This group activity illustrates the concepts of size and power of a test through simulation. Students simulate binomial data by repeatedly rolling a ten-sided die, and they use their simulated data to estimate the size of a binomial test. They carry out further simulations to estimate the power of the test. After pooling their data with that of other groups, they construct a power curve. A theoretical power curve is also constructed, and the students discuss why there are differences between the expected and estimated curves. Key words: Power, size, hypothesis testing, binomial distribution
This group activity focuses on conducting an experiment to determine which of two brands of paper towels are more absorbent by measuring the amount of water absorbed. A two-sample t-test can be used to analyze the data, or simple graphics and descriptive statistics can be used as an exploratory analysis. Students are asked to think about design issues, and to write a short report stating their results and conclusions, along with an evaluation of the experimental design. Key words: Two-sample t-test
The Food and Drug Administration requires pharmaceutical companies to establish a shelf life for all new drug products through a stability analysis. This is done to ensure the quality of the drug taken by an individual is within established levels. The purpose of this out-of-class project or in-class example is to determine the shelf life of a new drug. This is done through using simple linear regression models and correctly interpreting confidence and prediction intervals. An Excel spreadsheet and SAS program are given to help perform the analysis. Key words: prediction interval, confidence interval, stability
The program DistCalc calculates probabilities and critical values for the most important distributions. The purpose of this program is to show the concept of critical values and the replacement of printed distribution tables. The Distribution Calculator offers calculations for the normal distribution, the t distribution, the chi-square distribution, and the F distribution.
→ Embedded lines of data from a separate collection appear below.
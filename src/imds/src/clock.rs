// Copyright 2025 Google LLC
//
// Licensed under the Apache License, Version 2.0 (the "License");
// you may not use this file except in compliance with the License.
// You may obtain a copy of the License at
//
//     https://www.apache.org/licenses/LICENSE-2.0
//
// Unless required by applicable law or agreed to in writing, software
// distributed under the License is distributed on an "AS IS" BASIS,
// WITHOUT WARRANTIES OR CONDITIONS OF ANY KIND, either express or implied.
// See the License for the specific language governing permissions and
// limitations under the License.

//! Clock sources used to compute session token expiration.
//!
//! Production code should use the default [SystemClock]. Tests can replace it
//! with a [ManualClock] to control token expiration deterministically.

use std::sync::{Arc, Mutex};
use std::time::Duration;
// Using tokio's wrapper makes the default clock testable with paused time.
use tokio::time::Instant;

/// A source of the current time.
pub trait Clock: std::fmt::Debug + Send + Sync {
    fn now(&self) -> Instant;
}

/// The default clock, backed by [tokio::time::Instant::now].
#[derive(Clone, Copy, Debug, Default)]
pub struct SystemClock;

impl Clock for SystemClock {
    fn now(&self) -> Instant {
        Instant::now()
    }
}

/// A clock that only moves when told to.
///
/// Clones share the same time.
///
/// ```
/// # use cloud_imds::clock::{Clock, ManualClock};
/// # use std::time::Duration;
/// let clock = ManualClock::new();
/// let start = clock.now();
/// clock.advance(Duration::from_secs(60));
/// assert_eq!(clock.now() - start, Duration::from_secs(60));
/// ```
#[derive(Clone, Debug)]
pub struct ManualClock {
    now: Arc<Mutex<Instant>>,
}

impl ManualClock {
    pub fn new() -> Self {
        Self {
            now: Arc::new(Mutex::new(Instant::now())),
        }
    }

    /// Moves the clock forward.
    pub fn advance(&self, d: Duration) {
        let mut now = self.now.lock().expect("manual clock lock is poisoned");
        *now += d;
    }
}

impl Default for ManualClock {
    fn default() -> Self {
        Self::new()
    }
}

impl Clock for ManualClock {
    fn now(&self) -> Instant {
        *self.now.lock().expect("manual clock lock is poisoned")
    }
}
This program visualizes the effects of outliers to regression lines. The user may pick up a point with the mouse and move it across the chart. The resulting regression line is automatically adjusted after each movement, showing the effect in an immediate and impressive way. The program Leverage allows one to experiment with the leverage effect. You can create a random sample of data noisy points on a line. Dragging one of the points away from the regression line immediately shows the effect, as the regression line is recalculated and moves according to the current data set. Not online: user has to download the program.
This program has been written to explore the relationship between the data points and the error surface of the regression problem. On one hand you can learn how to represent a line in two different spaces ({x,y} and {k,d}), and on the other hand you see that solving the regression problem is nothing else than finding the minimum in the error surface.